To say I’m being unaccommodating is an understatement. Hell, I’ll admit I’m being downright selfish at this point too. For one, it’s high noon on a blistering hot day, and on top of that, we only have a precious few hours with this dream duo (it’s a comparison test anyone with a basic knowledge of cars and the alphabet would be dying to do) before they’re loaded into separate trucks and packed off on lonely journeys home. Kuldeep, camera plonked in his lap, sulks away in the passenger seat, and not even the wildly fluctuating G-forces can turn his frown upside down. All he wants is to stop and take a photo and I won’t let him.

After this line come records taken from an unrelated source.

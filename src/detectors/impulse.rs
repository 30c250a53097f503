//! Two-bar impulse block (order block) detector
//!
//! The last opposite-colored candle before a move whose body dwarfs that
//! candle's whole range marks where the move originated.

use std::collections::HashMap;

use super::helpers::IMPULSE_BODY_MULTIPLE;
use crate::{
    params::{get_multiple, ParamMeta, Parameterized},
    Direction, Multiple, OHLCVExt, Result, Zone, ZoneDetector, ZoneKind, OHLCV,
};

#[derive(Debug, Clone, PartialEq, serde::Serialize, serde::Deserialize)]
pub struct ImpulseBlockDetector {
    /// Impulse body must exceed the origin bar's range by this multiple
    pub min_body_multiple: Multiple,
}

impl Default for ImpulseBlockDetector {
    fn default() -> Self {
        Self {
            min_body_multiple: Multiple::new_const(IMPULSE_BODY_MULTIPLE),
        }
    }
}

impl ZoneDetector for ImpulseBlockDetector {
    fn kind(&self) -> ZoneKind {
        ZoneKind::ImpulseBlock
    }

    fn min_bars(&self) -> usize {
        2
    }

    fn detect<T: OHLCV>(&self, bars: &[T], index: usize) -> Option<Zone> {
        if index < 1 {
            return None;
        }
        let origin = bars.get(index - 1)?;
        let impulse = bars.get(index)?;

        if impulse.body() <= self.min_body_multiple.get() * origin.range() {
            return None;
        }

        let direction = if impulse.is_bullish() && origin.is_bearish() {
            Direction::Bullish
        } else if impulse.is_bearish() && origin.is_bullish() {
            Direction::Bearish
        } else {
            return None;
        };

        Some(Zone::new(
            self.kind(),
            direction,
            origin.low(),
            origin.high(),
            index - 1,
            origin.timestamp(),
        ))
    }

    fn validate_config(&self) -> Result<()> {
        Multiple::new(self.min_body_multiple.get())?;
        Ok(())
    }
}

static IMPULSE_PARAMS: [ParamMeta; 1] = [ParamMeta::multiple(
    "min_body_multiple",
    IMPULSE_BODY_MULTIPLE,
    (0.5, 5.0),
    "Impulse body size relative to the origin bar's full range",
)];

impl Parameterized for ImpulseBlockDetector {
    fn param_meta() -> &'static [ParamMeta] {
        &IMPULSE_PARAMS
    }

    fn with_params(params: &HashMap<&str, f64>) -> Result<Self> {
        Ok(Self {
            min_body_multiple: get_multiple(params, "min_body_multiple", IMPULSE_BODY_MULTIPLE)?,
        })
    }
}

#[cfg(test)]
mod tests {
    use super::*;
    use crate::Bar;

    fn bar(t: i64, o: f64, h: f64, l: f64, c: f64) -> Bar {
        Bar::new(t, o, h, l, c, 1000.0)
    }

    #[test]
    fn test_bullish_block() {
        // Down candle (range 1.0) followed by a 2.0 body up candle
        let bars = vec![bar(0, 10.5, 10.8, 9.8, 10.0), bar(1, 10.0, 12.2, 9.9, 12.0)];

        let zones = ImpulseBlockDetector::with_defaults().scan(&bars);
        assert_eq!(zones.len(), 1);
        assert_eq!(zones[0].direction, Direction::Bullish);
        assert_eq!(zones[0].kind, ZoneKind::ImpulseBlock);
        assert_eq!(zones[0].top, 10.8);
        assert_eq!(zones[0].bottom, 9.8);
        assert_eq!(zones[0].index, 0);
    }

    #[test]
    fn test_bearish_block() {
        let bars = vec![bar(0, 10.0, 10.8, 9.8, 10.5), bar(1, 10.5, 10.6, 8.2, 8.4)];

        let zones = ImpulseBlockDetector::with_defaults().scan(&bars);
        assert_eq!(zones.len(), 1);
        assert_eq!(zones[0].direction, Direction::Bearish);
        assert_eq!(zones[0].top, 10.8);
        assert_eq!(zones[0].bottom, 9.8);
    }

    #[test]
    fn test_body_must_exceed_multiple() {
        // Body 1.1 vs 1.2 * 1.0
        let bars = vec![bar(0, 10.5, 10.8, 9.8, 10.0), bar(1, 10.0, 11.2, 9.9, 11.1)];
        assert!(ImpulseBlockDetector::with_defaults().scan(&bars).is_empty());
    }

    #[test]
    fn test_same_color_is_not_a_block() {
        let bars = vec![bar(0, 10.0, 10.8, 9.8, 10.5), bar(1, 10.5, 13.0, 10.4, 12.9)];
        assert!(ImpulseBlockDetector::with_defaults().scan(&bars).is_empty());
    }

    #[test]
    fn test_overlapping_blocks_are_kept() {
        let bars = vec![
            bar(0, 10.5, 10.8, 9.8, 10.0),
            bar(1, 10.0, 12.2, 9.9, 12.0),
            bar(2, 12.0, 12.1, 8.9, 9.0),
        ];
        let zones = ImpulseBlockDetector::with_defaults().scan(&bars);
        assert_eq!(zones.len(), 2);
        assert_eq!(zones[0].index, 0);
        assert_eq!(zones[1].index, 1);
        assert_eq!(zones[1].direction, Direction::Bearish);
    }

    #[test]
    fn test_single_bar() {
        let bars = vec![bar(0, 10.5, 10.8, 9.8, 10.0)];
        assert!(ImpulseBlockDetector::with_defaults().scan(&bars).is_empty());
    }
}
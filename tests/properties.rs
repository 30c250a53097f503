//! Property tests over randomly generated, well-formed bar sequences.

use proptest::prelude::*;
use smc_signals::prelude::*;

/// Random walk with gaps between bars so every detector gets exercised.
fn bars_strategy(max_len: usize) -> impl Strategy<Value = Vec<Bar>> {
    prop::collection::vec(
        (-3.0f64..3.0, 0.0f64..2.0, 0.0f64..2.0, -1.5f64..1.5),
        0..max_len,
    )
    .prop_map(|steps| {
        let mut price = 100.0;
        steps
            .into_iter()
            .enumerate()
            .map(|(i, (change, up, down, gap))| {
                let open = price;
                let close = (price + change).max(1.0);
                let high = open.max(close) + up;
                let low = (open.min(close) - down).max(0.5);
                price = (close + gap).max(1.0);
                Bar::new(i as i64, open, high, low, close, 100.0)
            })
            .collect()
    })
}

fn engine_strategy() -> impl Strategy<Value = SignalEngine> {
    (1usize..5, 1u8..=4, 0.1f64..5.0, 0.0f64..2.0, any::<bool>()).prop_map(
        |(swing, min_confluence, rr, buffer, basic)| {
            let mode = if basic {
                ConfluenceMode::Basic
            } else {
                ConfluenceMode::Extended
            };
            EngineBuilder::new()
                .swing_length(swing)
                .min_confluence(min_confluence)
                .risk_reward(rr)
                .stop_buffer_pct(buffer)
                .mode(mode)
                .build()
                .unwrap()
        },
    )
}

proptest! {
    #[test]
    fn zones_have_ordered_bounds(bars in bars_strategy(80)) {
        let result = EngineBuilder::new().build().unwrap().analyze(&bars).unwrap();
        for zone in result.imbalances.iter().chain(&result.impulse_blocks) {
            prop_assert!(zone.top >= zone.bottom, "{:?}", zone);
            prop_assert!(zone.valid);
            prop_assert!(zone.index < bars.len());
        }
    }

    #[test]
    fn zones_are_in_index_order(bars in bars_strategy(80)) {
        let result = EngineBuilder::new().build().unwrap().analyze(&bars).unwrap();
        prop_assert!(result.imbalances.windows(2).all(|w| w[0].index < w[1].index));
        prop_assert!(result.impulse_blocks.windows(2).all(|w| w[0].index < w[1].index));
    }

    #[test]
    fn short_inputs_produce_no_detections(bars in bars_strategy(12), swing in 1usize..6) {
        if bars.len() < 3 {
            prop_assert!(ImbalanceDetector::default().scan(&bars).is_empty());
        }
        if bars.len() < 2 {
            prop_assert!(ImpulseBlockDetector::default().scan(&bars).is_empty());
        }
        if bars.len() < 2 * swing + 1 {
            let scanner = PivotScanner::new(Period::new(swing).unwrap());
            prop_assert!(scanner.scan(&bars).is_empty());
        }
    }

    #[test]
    fn flat_top_never_pivots(
        mut bars in bars_strategy(40),
        at in any::<prop::sample::Index>(),
        swing in 1usize..4,
    ) {
        prop_assume!(bars.len() >= 2);
        let peak = bars.iter().map(|b| b.high).fold(f64::MIN, f64::max) + 1.0;
        let k = at.index(bars.len() - 1);
        bars[k].high = peak;
        bars[k + 1].high = peak;

        let pivots = PivotScanner::new(Period::new(swing).unwrap()).scan(&bars);
        prop_assert!(pivots.highs.iter().all(|p| p.index != k && p.index != k + 1));
    }

    #[test]
    fn analysis_is_deterministic(bars in bars_strategy(120), engine in engine_strategy()) {
        let first = engine.analyze(&bars).unwrap();
        let second = engine.analyze(&bars).unwrap();
        prop_assert_eq!(
            serde_json::to_string(&first).unwrap(),
            serde_json::to_string(&second).unwrap()
        );
    }

    #[test]
    fn signal_follows_scores(bars in bars_strategy(120), engine in engine_strategy()) {
        let result = engine.analyze(&bars).unwrap();
        let min = engine.config().min_confluence;
        let max = match engine.config().mode {
            ConfluenceMode::Basic => 3,
            ConfluenceMode::Extended => 4,
        };
        prop_assert!(result.bull_score <= max && result.bear_score <= max);

        let expected = if result.bull_score >= min {
            Signal::Buy
        } else if result.bear_score >= min {
            Signal::Sell
        } else {
            Signal::Neutral
        };
        prop_assert_eq!(result.signal, expected);
        prop_assert!(result.structure.len() <= 2);
    }

    #[test]
    fn trade_levels_are_on_the_right_side(bars in bars_strategy(120), engine in engine_strategy()) {
        let result = engine.analyze(&bars).unwrap();
        if let TradePlan::Trade { direction, entry, stop, target, est_return_pct, .. } = result.plan {
            match result.signal {
                Signal::Buy => {
                    prop_assert_eq!(direction, Direction::Bullish);
                    prop_assert!(target > entry && entry > stop);
                },
                Signal::Sell => {
                    prop_assert_eq!(direction, Direction::Bearish);
                    prop_assert!(target < entry && entry < stop);
                },
                Signal::Neutral => prop_assert!(false, "plan without a signal"),
            }
            prop_assert!(est_return_pct > 0.0);
            prop_assert_eq!(entry, bars[bars.len() - 1].close);
        }
    }
}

The Land of the Rising Sun
Sorry, but this is my first time having a proper go in a Nissan GT-R and, though I’ve heard every single excited rave, from my colleagues and elsewhere, now that I’m actually at the wheel myself, it is astounding me more and more with every passing metre. I know this road very well; I know the long straights, the blind corners, the crests, bumps and braking points. But even after I’ve recalibrated my limits to accommodate a 570hp super-coupé, I keep finding room to push them some more. This car is unbelievably easy to drive fast. The steering is smooth and not too heavy, yet turn-in is rather sharp, the grip is so tenacious that you’re well aware that a mere mortal like yourself could never unstick it, the power is progressive and easy to dole out, and the ride is so absorbent, it simply takes everything in its stride and lets you get on with the business of going very, very fast. The incredibly detailed, PlayStation-derived readouts on the touchscreen (oil pressure, boost pressure, G-forces, the works) are flashing away in the background, but I’m having way too much fun to take my eyes off the road and look at them.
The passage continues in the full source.